The Baiga is a primitive Dravidian tribe in the Central Province, with 25,000 members in 1901, residing principally in Mandla and the adjoining districts. In Mandla and Balaghat, the Binjhal are known to be a sub-caste of the Baiga. They include several of the Sambalpur zamindars. The Bhumia (guardian of the earth) are the same tribe as the Baiga whereas the Bhaina of Bilaspur is probably another offshoot. Raibhaina is also considered a sub-caste of the Baiga in Balaghat. The Baiga have several endogamous divisions, some of who will not eat with each other. The Gondwana, who eat beef and monkeys, are the lowest sub-caste. Each sub-caste is divided into several exogamous septs, the names of which are identical in many cases with those of the Gonds (Imperial Gazetteer of India Volume 6).

In Kutelidadar village, the Bich tola and Dahiyaan tola are dominated by the Baiga community. They live a simple life doing agricultural work. They can only grow their crops in the monsoon season because of the lack of any water in their tola for irrigation. The forest is the main source of their livelihood, and from which they also get vegetables, fruit and wood. The people of the Baiga community cannot avail of the benefits of the seasonal stream because their fields are located far away; they also do not have any alternative such as pipelines that connect the stream directly to their fields because buying pipes and connecting the stream to their fields was financially impossible for them. The Baiga community primarily depends on rain to irrigate their crops; they then preserve those crops so that when there is no rain, they have food to eat. They earn some money by performing cultural dances when they are called to on occasions in the other villages. They rear pigs and goats, which adds a little to their livelihood.

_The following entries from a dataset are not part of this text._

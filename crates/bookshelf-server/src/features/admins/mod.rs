pub mod commands;
pub mod routes;
pub mod types;

pub use commands::{LoginAdminCommand, LoginAdminError, RegisterAdminCommand, RegisterAdminError};
pub use routes::admins_routes;
pub use types::{AdminSession, AdminState};
//! Bookshelf Server Library
//!
//! HTTP service for a book catalog whose records point at two externally
//! hosted assets: a document kept in S3-compatible storage and a cover image
//! kept on a media host.
//!
//! # Architecture
//!
//! The server follows a **CQRS** layout of vertical feature slices:
//!
//! - **Commands** (write operations): submit, update, and delete books;
//!   register and log in admins. Executed via POST, PUT, and DELETE.
//! - **Queries** (read operations): list and get books. Executed via GET.
//!
//! ## Book ingestion
//!
//! A submission is validated, its document is uploaded, then its cover, and
//! only then is the record persisted. Each hosted asset is tracked in an
//! upload ledger; if a later step fails the ledger removes what was already
//! uploaded, so the catalog never points at missing assets and providers are
//! not left with orphans.
//!
//! ## Framework Stack
//!
//! - **Axum**: web framework
//! - **SQLx**: PostgreSQL access and migrations
//! - **aws-sdk-s3** / **reqwest**: provider clients
//! - **Tower**: middleware and service abstractions

pub mod api;
pub mod auth;
pub mod catalog;
pub mod config;
pub mod cqrs;
pub mod db;
pub mod error;
pub mod features;
pub mod media;
pub mod middleware;
pub mod storage;

// Re-export commonly used types
pub use error::AppError;
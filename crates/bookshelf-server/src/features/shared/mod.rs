//! Shared utilities and types for feature modules
//!
//! - **pagination**: page parameters and totals
//! - **validation**: text and email validation
//! - **error_helpers**: database error handling utilities
//! - **test_helpers**: fakes and fixtures (test-only)

pub mod error_helpers;
pub mod pagination;
pub mod validation;

#[cfg(test)]
pub mod test_helpers;

pub use pagination::{PageParams, PageSummary, PaginationError};
pub use validation::{
    validate_email, validate_optional_text, validate_required_text, FieldValidationError,
};
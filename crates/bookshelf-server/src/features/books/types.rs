//! Types shared by the book commands, queries, and routes

use bookshelf_common::types::parse_published_date;
use bookshelf_common::{BookRecord, Category};
use chrono::NaiveDate;
use serde::Serialize;
use std::sync::Arc;
use std::time::Duration;
use thiserror::Error;

use crate::catalog::CatalogStore;
use crate::config::UploadConfig;
use crate::features::shared::validation::{
    validate_optional_text, validate_required_text, FieldValidationError,
};
use crate::media::MediaHost;
use crate::storage::DocumentStore;

pub const TITLE_MAX_LENGTH: usize = 100;
pub const AUTHOR_MAX_LENGTH: usize = 50;
pub const DESCRIPTION_MAX_LENGTH: usize = 500;

/// A binary part received with a submission
#[derive(Clone)]
pub struct FileUpload {
    pub file_name: Option<String>,
    pub content_type: Option<String>,
    pub data: Vec<u8>,
}

impl std::fmt::Debug for FileUpload {
    fn fmt(&self, f: &mut std::fmt::Formatter<'_>) -> std::fmt::Result {
        f.debug_struct("FileUpload")
            .field("file_name", &self.file_name)
            .field("content_type", &self.content_type)
            .field("size", &self.data.len())
            .finish()
    }
}

impl FileUpload {
    pub fn new(data: Vec<u8>) -> Self {
        Self {
            file_name: None,
            content_type: None,
            data,
        }
    }

    pub fn with_name(mut self, file_name: impl Into<String>) -> Self {
        self.file_name = Some(file_name.into());
        self
    }

    pub fn with_content_type(mut self, content_type: impl Into<String>) -> Self {
        self.content_type = Some(content_type.into());
        self
    }
}

/// How submissions reach the providers
#[derive(Debug, Clone)]
pub struct UploadPolicy {
    pub cover_folder: String,
    pub timeout: Duration,
    pub require_cover: bool,
    pub cleanup_orphans: bool,
}

impl UploadPolicy {
    pub fn new(cover_folder: impl Into<String>, upload: &UploadConfig) -> Self {
        Self {
            cover_folder: cover_folder.into(),
            timeout: upload.timeout(),
            require_cover: upload.require_cover,
            cleanup_orphans: upload.cleanup_orphans,
        }
    }
}

/// Collaborators of the book ingestion workflow
#[derive(Clone)]
pub struct BookServices {
    pub catalog: Arc<dyn CatalogStore>,
    pub documents: Arc<dyn DocumentStore>,
    pub media: Arc<dyn MediaHost>,
    pub policy: UploadPolicy,
}

/// Body returned by create and update
#[derive(Debug, Clone, Serialize)]
pub struct BookMutationResponse {
    pub message: String,
    pub book: BookRecord,
    /// Non-fatal notes, e.g. an unrecognized category that fell back to Other
    #[serde(skip_serializing_if = "Vec::is_empty")]
    pub warnings: Vec<String>,
}

/// Metadata validation failures. Messages name the offending input.
#[derive(Debug, Error, Clone, PartialEq, Eq)]
pub enum BookValidationError {
    #[error(transparent)]
    Field(#[from] FieldValidationError),

    #[error("{field} is required")]
    MissingFile { field: &'static str },

    #[error("coverPhoto must be an image (got {0})")]
    CoverNotImage(String),

    #[error("publishedDate '{0}' is invalid: expected YYYY-MM-DD")]
    InvalidDate(String),
}

/// Validated, trimmed metadata
#[derive(Debug, Clone, PartialEq)]
pub struct BookMetadata {
    pub title: String,
    pub author: String,
    pub description: Option<String>,
    pub category: Category,
    pub published_date: Option<NaiveDate>,
    pub warnings: Vec<String>,
}

/// Validate the editable text fields shared by create and update
pub fn validate_metadata(
    title: Option<&str>,
    author: Option<&str>,
    description: Option<&str>,
    category: Option<&str>,
    published_date: Option<&str>,
) -> Result<BookMetadata, BookValidationError> {
    let title = validate_required_text("title", title, TITLE_MAX_LENGTH)?;
    let author = validate_required_text("author", author, AUTHOR_MAX_LENGTH)?;
    let description =
        validate_optional_text("description", description, DESCRIPTION_MAX_LENGTH)?;

    let mut warnings = Vec::new();
    let raw_category = category.unwrap_or_default();
    let (category, recognized) = Category::parse_lenient(raw_category);
    if !recognized {
        warnings.push(format!(
            "Unrecognized category '{}' was stored as '{}'",
            raw_category.trim(),
            Category::Other
        ));
    }

    let published_date = match published_date {
        Some(raw) => parse_published_date(raw)
            .map_err(|_| BookValidationError::InvalidDate(raw.trim().to_string()))?,
        None => None,
    };

    Ok(BookMetadata {
        title,
        author,
        description,
        category,
        published_date,
        warnings,
    })
}

/// A declared cover content type must be `image/*`
pub fn validate_cover_type(cover: &FileUpload) -> Result<(), BookValidationError> {
    match cover.content_type.as_deref() {
        Some(declared) => match declared.parse::<mime::Mime>() {
            Ok(parsed) if parsed.type_() == mime::IMAGE => Ok(()),
            _ => Err(BookValidationError::CoverNotImage(declared.to_string())),
        },
        None => Ok(()),
    }
}
//! Admin authentication primitives
//!
//! - `password`: argon2 hashing and verification
//! - `jwt`: signed, expiring admin session tokens

pub mod jwt;
pub mod password;

pub use jwt::{AuthKeys, Claims, TokenError};

/// Role carried by catalog administrators
pub const ADMIN_ROLE: &str = "admin";
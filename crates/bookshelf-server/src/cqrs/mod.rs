pub use mediator::DefaultAsyncMediator;

use crate::features::admins::AdminState;
use crate::features::books::BookServices;

pub mod middleware;

pub type AppMediator = DefaultAsyncMediator;

pub fn build_mediator(books: BookServices, admins: AdminState) -> AppMediator {
    DefaultAsyncMediator::builder()
        // Books
        .add_handler({
            let books = books.clone();
            move |cmd| {
                let books = books.clone();
                async move { crate::features::books::commands::submit::handle(books, cmd).await }
            }
        })
        .add_handler({
            let books = books.clone();
            move |cmd| {
                let books = books.clone();
                async move { crate::features::books::commands::update::handle(books, cmd).await }
            }
        })
        .add_handler({
            let books = books.clone();
            move |cmd| {
                let books = books.clone();
                async move { crate::features::books::commands::delete::handle(books, cmd).await }
            }
        })
        .add_handler({
            let books = books.clone();
            move |query| {
                let books = books.clone();
                async move { crate::features::books::queries::list::handle(books, query).await }
            }
        })
        .add_handler({
            let books = books.clone();
            move |query| {
                let books = books.clone();
                async move { crate::features::books::queries::get::handle(books, query).await }
            }
        })
        // Admins
        .add_handler({
            let admins = admins.clone();
            move |cmd| {
                let admins = admins.clone();
                async move { crate::features::admins::commands::register::handle(admins, cmd).await }
            }
        })
        .add_handler({
            let admins = admins.clone();
            move |cmd| {
                let admins = admins.clone();
                async move { crate::features::admins::commands::login::handle(admins, cmd).await }
            }
        })
        .build()
}
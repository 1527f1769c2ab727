//! Catalog store
//!
//! Persisted book records. The orchestrator and the query handlers only see
//! the [`CatalogStore`] trait; [`PgCatalog`] is the production implementation.

use async_trait::async_trait;
use bookshelf_common::{BookRecord, Category};
use chrono::NaiveDate;
use uuid::Uuid;

pub mod postgres;

pub use postgres::PgCatalog;

/// Errors raised by a catalog store
#[derive(Debug, thiserror::Error)]
pub enum CatalogError {
    #[error("Database error: {0}")]
    Database(#[from] sqlx::Error),

    #[error("Stored record {id} is malformed: {reason}")]
    MalformedRow { id: Uuid, reason: String },
}

pub type CatalogResult<T> = Result<T, CatalogError>;

/// A hosted cover: its durable URL plus the media host identifier
#[derive(Debug, Clone, PartialEq, Eq)]
pub struct CoverImage {
    pub url: String,
    pub id: String,
}

/// A fully validated record ready to insert. Assets are already hosted.
#[derive(Debug, Clone)]
pub struct NewBook {
    pub title: String,
    pub author: String,
    pub description: Option<String>,
    pub category: Category,
    pub document_url: String,
    pub cover: Option<CoverImage>,
    pub published_date: Option<NaiveDate>,
}

/// Replacement of a record's editable fields.
///
/// Metadata is always replaced in full. `document_url` and `cover` are only
/// replaced when a new asset was uploaded.
#[derive(Debug, Clone)]
pub struct BookChanges {
    pub title: String,
    pub author: String,
    pub description: Option<String>,
    pub category: Category,
    pub published_date: Option<NaiveDate>,
    pub document_url: Option<String>,
    pub cover: Option<CoverImage>,
}

/// List filters
#[derive(Debug, Clone, Default)]
pub struct BookFilter {
    /// Case-insensitive substring of title or author
    pub search: Option<String>,
    pub category: Option<Category>,
}

/// The persisted collection of book records.
///
/// Implementations assign identifiers and timestamps. `created_at` never
/// changes after insert; `updated_at` strictly increases on every update.
#[async_trait]
pub trait CatalogStore: Send + Sync {
    async fn insert(&self, book: NewBook) -> CatalogResult<BookRecord>;

    async fn get(&self, id: Uuid) -> CatalogResult<Option<BookRecord>>;

    /// One page, newest first, plus the total number of matches
    async fn list(
        &self,
        filter: &BookFilter,
        limit: i64,
        offset: i64,
    ) -> CatalogResult<(Vec<BookRecord>, i64)>;

    /// Returns `None` when the record does not exist
    async fn update(&self, id: Uuid, changes: BookChanges) -> CatalogResult<Option<BookRecord>>;

    /// Returns whether a record was removed
    async fn delete(&self, id: Uuid) -> CatalogResult<bool>;
}
//! Configuration management
//!
//! Everything is read from the process environment (after `.env` is loaded by
//! `dotenvy`). Provider credentials, the database URL, and the token-signing
//! secret are required: a server that cannot reach its collaborators refuses
//! to start rather than failing per request.

use serde::{Deserialize, Serialize};
use std::time::Duration;

use crate::media::config::MediaConfig;
use crate::storage::config::StorageConfig;

// ============================================================================
// Server Configuration Constants
// ============================================================================

/// Default server host binding.
pub const DEFAULT_SERVER_HOST: &str = "127.0.0.1";

/// Default server port.
pub const DEFAULT_SERVER_PORT: u16 = 8000;

/// Default shutdown timeout in seconds.
pub const DEFAULT_SHUTDOWN_TIMEOUT_SECS: u64 = 30;

/// Default maximum database connections in the pool.
pub const DEFAULT_DATABASE_MAX_CONNECTIONS: u32 = 10;

/// Default minimum database connections in the pool.
pub const DEFAULT_DATABASE_MIN_CONNECTIONS: u32 = 2;

/// Default database connection timeout in seconds.
pub const DEFAULT_DATABASE_CONNECT_TIMEOUT_SECS: u64 = 10;

/// Default database idle timeout in seconds (10 minutes).
pub const DEFAULT_DATABASE_IDLE_TIMEOUT_SECS: u64 = 600;

/// Default CORS allowed origin for local development.
pub const DEFAULT_CORS_ALLOWED_ORIGIN: &str = "http://localhost:3000";

/// Default admin token lifetime (30 days).
pub const DEFAULT_JWT_TTL_SECS: u64 = 30 * 24 * 60 * 60;

/// Default bound on every external provider call.
pub const DEFAULT_UPLOAD_TIMEOUT_SECS: u64 = 60;

/// Default request body limit for multipart submissions (50 MiB).
pub const DEFAULT_UPLOAD_MAX_BYTES: usize = 50 * 1024 * 1024;

/// Server configuration
#[derive(Debug, Clone, Serialize, Deserialize)]
pub struct Config {
    pub server: ServerConfig,
    pub database: DatabaseConfig,
    pub cors: CorsConfig,
    pub storage: StorageConfig,
    pub media: MediaConfig,
    pub auth: AuthConfig,
    pub upload: UploadConfig,
}

/// Server-specific configuration
#[derive(Debug, Clone, Serialize, Deserialize)]
pub struct ServerConfig {
    pub host: String,
    pub port: u16,
    pub shutdown_timeout_secs: u64,
}

/// Database configuration
#[derive(Debug, Clone, Serialize, Deserialize)]
pub struct DatabaseConfig {
    pub url: String,
    pub max_connections: u32,
    pub min_connections: u32,
    pub connect_timeout_secs: u64,
    pub idle_timeout_secs: u64,
}

/// CORS configuration
#[derive(Debug, Clone, Serialize, Deserialize)]
pub struct CorsConfig {
    pub allowed_origins: Vec<String>,
    pub allow_credentials: bool,
}

/// Admin authentication configuration
#[derive(Clone, Serialize, Deserialize)]
pub struct AuthConfig {
    pub jwt_secret: String,
    pub jwt_ttl_secs: u64,
    pub registration_enabled: bool,
}

impl std::fmt::Debug for AuthConfig {
    fn fmt(&self, f: &mut std::fmt::Formatter<'_>) -> std::fmt::Result {
        f.debug_struct("AuthConfig")
            .field("jwt_secret", &"<redacted>")
            .field("jwt_ttl_secs", &self.jwt_ttl_secs)
            .field("registration_enabled", &self.registration_enabled)
            .finish()
    }
}

/// Book ingestion policy
#[derive(Debug, Clone, Serialize, Deserialize)]
pub struct UploadConfig {
    /// Bound applied to each provider call
    pub timeout_secs: u64,
    /// Maximum accepted request body
    pub max_bytes: usize,
    /// Reject submissions without a cover before any upload happens
    pub require_cover: bool,
    /// Delete already-hosted assets when a later step fails
    pub cleanup_orphans: bool,
}

impl UploadConfig {
    pub fn timeout(&self) -> Duration {
        Duration::from_secs(self.timeout_secs)
    }
}

impl Default for UploadConfig {
    fn default() -> Self {
        Self {
            timeout_secs: DEFAULT_UPLOAD_TIMEOUT_SECS,
            max_bytes: DEFAULT_UPLOAD_MAX_BYTES,
            require_cover: true,
            cleanup_orphans: true,
        }
    }
}

/// Read a required variable; empty counts as missing.
pub(crate) fn required_env(name: &str) -> anyhow::Result<String> {
    match std::env::var(name) {
        Ok(value) if !value.trim().is_empty() => Ok(value),
        _ => anyhow::bail!("{} must be set", name),
    }
}

/// Read an optional variable, falling back to `default` when absent or empty.
/// A value that does not parse is an error.
pub(crate) fn env_or<T>(name: &str, default: T) -> anyhow::Result<T>
where
    T: std::str::FromStr,
    T::Err: std::fmt::Display,
{
    match std::env::var(name) {
        Ok(value) if !value.trim().is_empty() => value
            .trim()
            .parse()
            .map_err(|e| anyhow::anyhow!("Invalid value for {}: '{}' ({})", name, value.trim(), e)),
        _ => Ok(default),
    }
}

impl Config {
    /// Load configuration from environment and defaults
    pub fn load() -> anyhow::Result<Self> {
        dotenvy::dotenv().ok();
        let config = Self::from_env()?;
        config.validate()?;
        Ok(config)
    }

    /// Read the environment without touching `.env`
    pub fn from_env() -> anyhow::Result<Self> {
        Ok(Config {
            server: ServerConfig {
                host: std::env::var("BOOKSHELF_HOST")
                    .unwrap_or_else(|_| DEFAULT_SERVER_HOST.to_string()),
                port: env_or("BOOKSHELF_PORT", DEFAULT_SERVER_PORT)?,
                shutdown_timeout_secs: env_or(
                    "BOOKSHELF_SHUTDOWN_TIMEOUT",
                    DEFAULT_SHUTDOWN_TIMEOUT_SECS,
                )?,
            },
            database: DatabaseConfig {
                url: required_env("DATABASE_URL")?,
                max_connections: env_or(
                    "DATABASE_MAX_CONNECTIONS",
                    DEFAULT_DATABASE_MAX_CONNECTIONS,
                )?,
                min_connections: env_or(
                    "DATABASE_MIN_CONNECTIONS",
                    DEFAULT_DATABASE_MIN_CONNECTIONS,
                )?,
                connect_timeout_secs: env_or(
                    "DATABASE_CONNECT_TIMEOUT",
                    DEFAULT_DATABASE_CONNECT_TIMEOUT_SECS,
                )?,
                idle_timeout_secs: env_or(
                    "DATABASE_IDLE_TIMEOUT",
                    DEFAULT_DATABASE_IDLE_TIMEOUT_SECS,
                )?,
            },
            cors: CorsConfig {
                allowed_origins: std::env::var("CORS_ALLOWED_ORIGINS")
                    .unwrap_or_else(|_| DEFAULT_CORS_ALLOWED_ORIGIN.to_string())
                    .split(',')
                    .map(|s| s.trim().to_string())
                    .filter(|s| !s.is_empty())
                    .collect(),
                allow_credentials: env_or("CORS_ALLOW_CREDENTIALS", true)?,
            },
            storage: StorageConfig::from_env()?,
            media: MediaConfig::from_env()?,
            auth: AuthConfig {
                jwt_secret: required_env("JWT_SECRET")?,
                jwt_ttl_secs: env_or("JWT_TTL_SECS", DEFAULT_JWT_TTL_SECS)?,
                registration_enabled: env_or("ADMIN_REGISTRATION_ENABLED", true)?,
            },
            upload: UploadConfig {
                timeout_secs: env_or("UPLOAD_TIMEOUT_SECS", DEFAULT_UPLOAD_TIMEOUT_SECS)?,
                max_bytes: env_or("UPLOAD_MAX_BYTES", DEFAULT_UPLOAD_MAX_BYTES)?,
                require_cover: env_or("UPLOAD_REQUIRE_COVER", true)?,
                cleanup_orphans: env_or("UPLOAD_CLEANUP_ORPHANS", true)?,
            },
        })
    }

    /// Validate configuration
    pub fn validate(&self) -> anyhow::Result<()> {
        if self.server.port == 0 {
            anyhow::bail!("Server port must be greater than 0");
        }

        if self.database.max_connections == 0 {
            anyhow::bail!("Database max_connections must be greater than 0");
        }

        if self.database.min_connections > self.database.max_connections {
            anyhow::bail!(
                "Database min_connections ({}) cannot be greater than max_connections ({})",
                self.database.min_connections,
                self.database.max_connections
            );
        }

        if self.auth.jwt_secret.len() < 16 {
            anyhow::bail!("JWT_SECRET must be at least 16 characters");
        }

        if self.auth.jwt_ttl_secs == 0 {
            anyhow::bail!("JWT_TTL_SECS must be greater than 0");
        }

        if self.upload.timeout_secs == 0 {
            anyhow::bail!("UPLOAD_TIMEOUT_SECS must be greater than 0");
        }

        if self.upload.max_bytes == 0 {
            anyhow::bail!("UPLOAD_MAX_BYTES must be greater than 0");
        }

        if self.cors.allowed_origins.is_empty() {
            tracing::warn!("No CORS origins configured - all origins will be allowed");
        }

        Ok(())
    }
}
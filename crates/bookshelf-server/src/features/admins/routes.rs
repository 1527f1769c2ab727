use axum::{
    extract::{rejection::JsonRejection, State},
    http::StatusCode,
    response::{IntoResponse, Response},
    routing::post,
    Json, Router,
};

use crate::api::response::ErrorResponse;

use super::commands::{LoginAdminCommand, LoginAdminError, RegisterAdminCommand, RegisterAdminError};
use super::types::AdminState;

pub fn admins_routes() -> Router<AdminState> {
    Router::new()
        .route("/register", post(register_admin))
        .route("/login", post(login_admin))
}

#[tracing::instrument(skip(state, body))]
async fn register_admin(
    State(state): State<AdminState>,
    body: Result<Json<RegisterAdminCommand>, JsonRejection>,
) -> Result<Response, AdminApiError> {
    let Json(command) = body?;
    let session = super::commands::register::handle(state, command).await?;

    Ok((StatusCode::CREATED, Json(session)).into_response())
}

#[tracing::instrument(skip(state, body))]
async fn login_admin(
    State(state): State<AdminState>,
    body: Result<Json<LoginAdminCommand>, JsonRejection>,
) -> Result<Response, AdminApiError> {
    let Json(command) = body?;
    let session = super::commands::login::handle(state, command).await?;

    Ok((StatusCode::OK, Json(session)).into_response())
}

#[derive(Debug)]
enum AdminApiError {
    BadBody(JsonRejection),
    RegisterError(RegisterAdminError),
    LoginError(LoginAdminError),
}

impl From<JsonRejection> for AdminApiError {
    fn from(err: JsonRejection) -> Self {
        Self::BadBody(err)
    }
}

impl From<RegisterAdminError> for AdminApiError {
    fn from(err: RegisterAdminError) -> Self {
        Self::RegisterError(err)
    }
}

impl From<LoginAdminError> for AdminApiError {
    fn from(err: LoginAdminError) -> Self {
        Self::LoginError(err)
    }
}

impl IntoResponse for AdminApiError {
    fn into_response(self) -> Response {
        let (status, code, message) = match self {
            AdminApiError::BadBody(rejection) => (
                StatusCode::BAD_REQUEST,
                "VALIDATION_ERROR",
                rejection.body_text(),
            ),

            AdminApiError::RegisterError(err) => match err {
                RegisterAdminError::Disabled => {
                    (StatusCode::FORBIDDEN, "FORBIDDEN", err.to_string())
                }
                RegisterAdminError::Validation(_) | RegisterAdminError::WeakPassword { .. } => {
                    (StatusCode::BAD_REQUEST, "VALIDATION_ERROR", err.to_string())
                }
                RegisterAdminError::DuplicateEmail(_) => {
                    (StatusCode::CONFLICT, "CONFLICT", err.to_string())
                }
                RegisterAdminError::Hashing
                | RegisterAdminError::Token
                | RegisterAdminError::Database(_) => {
                    tracing::error!("Admin registration failed: {}", err);
                    (
                        StatusCode::INTERNAL_SERVER_ERROR,
                        "INTERNAL_ERROR",
                        "An internal error occurred".to_string(),
                    )
                }
            },

            AdminApiError::LoginError(err) => match err {
                LoginAdminError::InvalidCredentials => {
                    (StatusCode::UNAUTHORIZED, "UNAUTHORIZED", err.to_string())
                }
                LoginAdminError::Hashing | LoginAdminError::Token | LoginAdminError::Database(_) => {
                    tracing::error!("Admin login failed: {}", err);
                    (
                        StatusCode::INTERNAL_SERVER_ERROR,
                        "INTERNAL_ERROR",
                        "An internal error occurred".to_string(),
                    )
                }
            },
        };

        (status, Json(ErrorResponse::new(code, message))).into_response()
    }
}
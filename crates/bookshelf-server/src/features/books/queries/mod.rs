pub mod get;
pub mod list;

pub use get::{GetBookError, GetBookQuery};
pub use list::{ListBooksError, ListBooksQuery, ListBooksResponse};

The people of the Baiga community cannot avail of the benefits of the seasonal stream because their fields are located far away; they also do not have any alternative such as pipelines that connect the stream directly to their fields because buying pipes and connecting the stream to their fields was financially impossible for them.

Conversations on Water Scarcity

The Dahiyaan and Bich tolas, dominated by the Baiga community, deal with water scarcity on a regular basis. In Bich tola, there were only two handpumps; Dahiyaan tola had a jhiriya (a small pit dug near streams to collect water for drinking) and the seasonal stream, from which the people fetch water to drink. The seasonal stream is a common source of water for dogs, cats and cattle. In summer, the village stream dries up and they have to cover 3–4 km by foot to fetch water from the handpump in Bich tola.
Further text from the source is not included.